- Data extracts:
====

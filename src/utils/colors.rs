/// ANSI color helper utilities for terminal output.
pub const RESET: &str = "\x1b[0m";

pub const GREY: &str = "\x1b[90m";

pub const GREEN: &str = "\x1b[32m";

pub const YELLOW: &str = "\x1b[33m";
pub const BLUE: &str = "\x1b[34m";
pub const CYAN: &str = "\x1b[36m";
pub const MAGENTA: &str = "\x1b[35m";

/// Cycled per grid column so neighbouring tracks stay distinguishable.
const COLUMN_PALETTE: [&str; 5] = [GREEN, BLUE, YELLOW, MAGENTA, CYAN];

pub fn color_for_column(col_index: usize) -> &'static str {
    COLUMN_PALETTE[col_index % COLUMN_PALETTE.len()]
}

use crate::export::ExportFormat;
use clap::{Parser, Subcommand};

/// Command-line interface definition for gymsched
/// Admin CLI for a gym's weekly class schedule
#[derive(Parser)]
#[command(
    name = "gymsched",
    version = env!("CARGO_PKG_VERSION"),
    about = "Manage gym classes and sessions, and lay out the weekly schedule grid",
    long_about = None
)]
pub struct Cli {
    /// Override database path (useful for tests or custom DB)
    #[arg(global = true, long = "db")]
    pub db: Option<String>,

    /// Run in test mode (no config file update)
    #[arg(global = true, long = "test", hide = true)]
    pub test: bool,

    #[command(subcommand)]
    pub command: Commands,
}

#[derive(Subcommand)]
pub enum Commands {
    /// Initialize the database and configuration
    Init,

    /// Manage the configuration file (view or edit)
    Config {
        #[arg(long = "print", help = "Print the effective configuration")]
        print_config: bool,

        #[arg(long = "check", help = "Check configuration file for missing fields")]
        check: bool,

        #[arg(long = "migrate", help = "Add missing fields with their defaults")]
        migrate: bool,

        #[arg(
            long = "edit",
            help = "Edit the configuration file (default editor: $EDITOR, or nano/notepad)"
        )]
        edit_config: bool,

        #[arg(
            long = "editor",
            help = "Specify the editor to use (vim, nano, or custom path)"
        )]
        editor: Option<String>,
    },

    /// Manage the database (migrations, integrity checks, etc.)
    Db {
        #[arg(long = "migrate", help = "Run pending database migrations")]
        migrate: bool,

        #[arg(long = "check", help = "Check database integrity")]
        check: bool,

        #[arg(long = "vacuum", help = "Optimize the database using VACUUM")]
        vacuum: bool,

        #[arg(long = "info", help = "Show database information")]
        info: bool,
    },

    /// Print the internal audit log
    Log {
        #[arg(long = "print", help = "Print rows from the internal log table")]
        print: bool,
    },

    /// Manage classes (the things sessions are scheduled for)
    Class {
        #[command(subcommand)]
        action: ClassAction,
    },

    /// Manage scheduled sessions
    Session {
        #[command(subcommand)]
        action: SessionAction,
    },

    /// Compute and show the weekly schedule grid
    Schedule {
        /// Show a single day (e.g. monday, Tue)
        #[arg(long, conflicts_with = "today")]
        day: Option<String>,

        /// Show only today's day of week
        #[arg(long)]
        today: bool,

        /// Print the computed layout as JSON
        #[arg(long)]
        json: bool,

        /// Lay out a JSON snapshot file instead of the database
        #[arg(long, value_name = "FILE")]
        from: Option<String>,

        /// Disable ANSI colors
        #[arg(long = "no-color")]
        no_color: bool,
    },

    /// Import a JSON snapshot ({"classes": [...], "sessions": [...]})
    Import {
        #[arg(long, value_name = "FILE")]
        file: String,

        /// Remove existing classes and sessions first
        #[arg(long)]
        replace: bool,
    },

    /// Export the computed weekly layout
    Export {
        #[arg(long, value_enum, default_value = "json")]
        format: ExportFormat,

        #[arg(long, value_name = "FILE")]
        file: String,

        #[arg(long, short = 'f')]
        force: bool,
    },
}

#[derive(Subcommand)]
pub enum ClassAction {
    /// Add a class
    Add {
        /// Display name
        name: String,
    },

    /// List classes
    List,

    /// Delete a class (refused while sessions use it)
    Del {
        /// Class id
        id: i64,
    },
}

#[derive(Subcommand)]
pub enum SessionAction {
    /// Add a session
    Add {
        #[arg(long = "class", help = "Class id")]
        class_id: i64,

        #[arg(long, help = "Day of week (monday, tue, ...)")]
        day: String,

        #[arg(long, help = "Start time (HH:MM)")]
        start: String,

        #[arg(long, help = "End time (HH:MM, 24:00 allowed)")]
        end: String,
    },

    /// Change one or more fields of a session
    Edit {
        /// Session id
        id: i64,

        #[arg(long = "class", help = "New class id")]
        class_id: Option<i64>,

        #[arg(long, help = "New day of week")]
        day: Option<String>,

        #[arg(long, help = "New start time (HH:MM)")]
        start: Option<String>,

        #[arg(long, help = "New end time (HH:MM)")]
        end: Option<String>,
    },

    /// Delete a session
    Del {
        /// Session id
        id: i64,

        /// Do not ask for confirmation
        #[arg(long, short = 'y')]
        yes: bool,
    },

    /// List sessions, sorted by day and start time
    List {
        #[arg(long, help = "Only this day")]
        day: Option<String>,
    },
}
#[test]
fn test_invalid_snapshot_fails_whole_layout() {
    let snapshot = ScheduleSnapshot {
        classes: classes(),
        sessions: vec![
            raw(1, 1, "Monday", "09:00", "10:00"),
            raw(2, 1, "Monday", "11:00", "10:00"),
        ],
    };

    assert!(WeekLayout::build(&snapshot, &LayoutOptions::default()).is_err());
}

#[test]
fn test_min_duration_is_inclusive() {
    let thirty = session(1, "Monday", "09:00", "09:30");
    assert!(thirty.ensure_min_duration(30).is_ok());

    let short = session(2, "Monday", "09:00", "09:20");
    let err = short.ensure_min_duration(30).unwrap_err();
    assert!(matches!(
        err,
        AppError::SessionTooShort {
            id: 2,
            minutes: 20,
            min: 30
        }
    ));
}

// ---------------------------------------------------------------------------
// Value types
// ---------------------------------------------------------------------------

#[test]
fn test_clock_parsing_and_rounding() {
    let t: ClockTime = "9:05".parse().expect("clock");
    assert_eq!(t.minutes(), 545);
    assert_eq!(t.to_string(), "09:05");
    assert_eq!(t.floor_hour(), 9);
    assert_eq!(t.ceil_hour(), 10);

    let exact: ClockTime = "10:00".parse().expect("clock");
    assert_eq!(exact.ceil_hour(), 10);

    let end: ClockTime = "24:00".parse().expect("clock");
    assert!(end.is_end_of_day());
    assert_eq!(end.to_string(), "24:00");
    assert_eq!(end.end_label(), "00:00");
    assert_eq!(end.ceil_hour(), 24);
}

#[test]
fn test_day_parsing() {
    assert_eq!(Day::parse("monday").unwrap(), Day::Monday);
    assert_eq!(Day::parse("TUE").unwrap(), Day::Tuesday);
    assert_eq!(Day::parse(" Sunday ").unwrap(), Day::Sunday);
    assert!(Day::parse("mo").is_err());
    assert!(Day::Monday < Day::Sunday);
}

#[test]
fn test_snapshot_from_json() {
    let json = r#"{
        "classes": [{"id": 1, "name": "Spinning"}],
        "sessions": [
            {"id": 10, "class_id": 1, "day_of_week": "Monday",
             "start_time": "09:00", "end_time": "10:00"}
        ]
    }"#;

    let snapshot = ScheduleSnapshot::from_json(json).expect("snapshot");
    assert_eq!(snapshot.classes.len(), 1);

    let week = WeekLayout::build(&snapshot, &LayoutOptions::default()).expect("layout");
    assert_eq!(week.session_count(), 1);
}

#[test]
fn test_layout_json_shape() {
    let week = layout(vec![session(5, "Sunday", "23:00", "24:00")]);
    let value = serde_json::to_value(&week).expect("json");

    assert_eq!(value["slots"][0]["hour_start"], "23:00");
    assert_eq!(value["slots"][0]["hour_end"], "00:00");

    let sunday = &value["days"][6];
    assert_eq!(sunday["day"], "Sunday");
    assert_eq!(sunday["column_count"], 1);

    let block = &sunday["rows"][0]["blocks"][0];
    assert_eq!(block["id"], 5);
    assert_eq!(block["class_name"], "Spinning");
    assert_eq!(block["start_time"], "23:00");
    assert_eq!(block["end_time"], "24:00");
    assert_eq!(block["col_index"], 0);
    assert_eq!(block["top"], 0);
    assert_eq!(block["height"], 60);
    assert_eq!(block["left"], 0);
}
// src/export/mod.rs

mod fs_utils;
mod json_csv;
pub mod logic;
mod model;

pub use logic::ExportLogic;
pub use model::{PlacementExport, layout_to_records};

use crate::ui::messages::success;
use clap::ValueEnum;
use std::path::Path;

/// Shared completion message for every export format.
pub(crate) fn notify_export_success(label: &str, path: &Path) {
    success(format!("{label} export completed: {}", path.display()));
}

#[derive(Clone, Copy, Debug, PartialEq, Eq, ValueEnum)]
pub enum ExportFormat {
    Csv,
    Json,
}

impl ExportFormat {
    pub fn as_str(&self) -> &'static str {
        match self {
            ExportFormat::Csv => "csv",
            ExportFormat::Json => "json",
        }
    }
}
//! Derivation of the hour rows shown on the weekly grid.

use crate::models::snapshot::SessionsByDay;
use crate::models::time_slot::TimeSlot;
use std::collections::BTreeSet;

/// Last hour that can open a row (`23:00 - 00:00`).
const LAST_HOUR: u16 = 23;

/// Compute the ordered hour rows covering every hour touched by a session
/// on any day.
///
/// The hour set is shared by the whole week: an hour used only on Friday
/// still produces a row on Monday. Hours nobody uses are left out.
pub fn derive_time_slots(sessions_by_day: &SessionsByDay) -> Vec<TimeSlot> {
    let mut active_hours: BTreeSet<u16> = BTreeSet::new();

    for session in sessions_by_day.values().flatten() {
        let start_hour = session.start_time.floor_hour();
        let end_hour = session.end_time.ceil_hour();

        // -----------------------------
        // [start_hour, end_hour), never past 23
        // -----------------------------
        for hour in start_hour..end_hour.min(LAST_HOUR + 1) {
            active_hours.insert(hour);
        }
    }

    active_hours
        .into_iter()
        .filter_map(TimeSlot::for_hour)
        .collect()
}
pub mod initialize;
pub mod log;
pub mod migrate;
pub mod pool;
pub mod queries;
pub mod stats;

====

- What the task asks:
Please report every line of the listing that contains the string "vacuum".

- Written answer:
        #[arg(long = "vacuum", help = "Optimize the database using VACUUM")]
        vacuum: bool,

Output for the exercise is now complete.